In February, Facebook announced an experiment designed to test how much political news users wanted in their News Feeds, a test that would remove that kind of content for a small group of users in the US, Canada, Brazil, and Indonesia, and then survey those users for their reactions to the removal. According to an update published on Tuesday, the company saw what it called “positive results” from the experiment, and as a result is now expanding the test to cover users in Ireland, Sweden, Spain, and Costa Rica. In addition, Facebook said it is tweaking the way it measures user behavior when interacting with political content: “We’ve learned that some engagement signals can better indicate what posts people find more valuable than others,” the company said. Instead of looking only at whether someone is likely to comment on or share a political post, Facebook said it will now put more emphasis on newer signals, such as how likely a person is to provide negative feedback about a political post or topic that happens to show up in their News Feed.

Facebook’s announcement is just the latest in a long series of algorithm changes aimed at de-emphasizing not just political news but professional news sources in general. Mark Zuckerberg, Facebook’s chief executive, said in 2018 the social network would be changing the News Feed to prioritize content shared by a user’s friends and family, rather than content from professional publishers and brands. “I’m changing the goal I give our product teams from focusing on helping you find relevant content to helping you have more meaningful social interactions,” he said. Some hoped the changes might spur some media companies to stop relying on Facebook for their traffic, but it’s unclear whether that has happened to any significant extent. Meanwhile, some disinformation researchers have pointed out that Facebook’s prioritization of content from friends and family—including a focus on promoting the use of private groups—may actually have made the problem worse.

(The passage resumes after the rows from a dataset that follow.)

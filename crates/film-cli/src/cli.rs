//! CLI argument definitions for the film dataset cleaner.

use std::path::PathBuf;

use clap::{Parser, Subcommand, ValueEnum};
use clap_verbosity_flag::{Verbosity, WarnLevel};
use colorchoice_clap::Color;
use film_ingest::ExportFormat;

#[derive(Parser)]
#[command(
    name = "film-clean",
    version,
    about = "Film dataset cleaner - normalize sources and merge duplicate entities",
    long_about = "Normalize raw film data sources into keyed datasets and merge duplicate\n\
                  movies, people and awards with fuzzy key matching.\n\n\
                  Sources and datasets are described in a TOML pipeline file."
)]
pub struct Cli {
    #[command(subcommand)]
    pub command: Command,

    /// Adjust log verbosity (-v for debug, -vv for trace, -q for errors only).
    #[command(flatten)]
    pub verbosity: Verbosity<WarnLevel>,

    /// Control ANSI color output (auto, always, never).
    #[command(flatten)]
    pub color: Color,

    /// Explicit log level (overrides -v/-q flags).
    #[arg(long = "log-level", value_enum, global = true)]
    pub log_level: Option<LogLevelArg>,

    /// Log output format (pretty for human, json for machine parsing).
    #[arg(
        long = "log-format",
        value_enum,
        default_value = "pretty",
        global = true
    )]
    pub log_format: LogFormatArg,

    /// Write logs to a file instead of stderr.
    #[arg(long = "log-file", value_name = "PATH", global = true)]
    pub log_file: Option<PathBuf>,

    /// Include cell values (titles, names) in log output.
    #[arg(long = "log-data", global = true)]
    pub log_data: bool,
}

#[derive(Subcommand)]
pub enum Command {
    /// Run a pipeline file: load, normalize, aggregate and export.
    Run(RunArgs),

    /// Print the raw headers of a source file with their positions.
    Headers {
        /// CSV or TSV source file.
        #[arg(value_name = "FILE")]
        file: PathBuf,
    },
}

#[derive(Parser)]
pub struct RunArgs {
    /// Pipeline file describing sources and datasets.
    #[arg(value_name = "CONFIG")]
    pub config: PathBuf,

    /// Output directory (overrides `[output] dir`).
    #[arg(long = "output-dir", value_name = "DIR")]
    pub output_dir: Option<PathBuf>,

    /// Export format (overrides `[output] format`).
    #[arg(long = "format", value_enum)]
    pub format: Option<FormatArg>,

    /// Aggregate independent datasets on worker threads.
    ///
    /// Ignored when any dataset uses the interactive policy.
    #[arg(long = "parallel")]
    pub parallel: bool,

    /// Aggregate and report without writing output files.
    #[arg(long = "dry-run")]
    pub dry_run: bool,

    /// Resolve every duplicate bucket with a terminal prompt.
    #[arg(long = "interactive")]
    pub interactive: bool,
}

#[derive(Clone, Copy, ValueEnum)]
pub enum FormatArg {
    Csv,
    Tsv,
    Xlsx,
}

impl From<FormatArg> for ExportFormat {
    fn from(value: FormatArg) -> Self {
        match value {
            FormatArg::Csv => ExportFormat::Csv,
            FormatArg::Tsv => ExportFormat::Tsv,
            FormatArg::Xlsx => ExportFormat::Xlsx,
        }
    }
}

/// CLI log level choices.
#[derive(Clone, Copy, ValueEnum)]
pub enum LogLevelArg {
    Error,
    Warn,
    Info,
    Debug,
    Trace,
}

/// CLI log format choices.
#[derive(Clone, Copy, ValueEnum)]
pub enum LogFormatArg {
    Pretty,
    Compact,
    Json,
}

Whenever Facebook tweaks its news algorithm, media outlets and publishers around the world tend to hold their breath, because even a small change in such a large and influential platform can impact a publisher’s traffic significantly. When the company made a similar tweak to its algorithms designed to down-rank professional news content in favor of personal posts, some publishers saw traffic declines as high as 30 percent. According to Facebook’s note, the latest changes “will affect public affairs content more broadly [and] publishers may see an impact on their traffic.” The company didn’t say how big an impact they might see, but did add it is planning a “gradual and methodical rollout” for its experiment, and expects to announce further expansions in the coming months.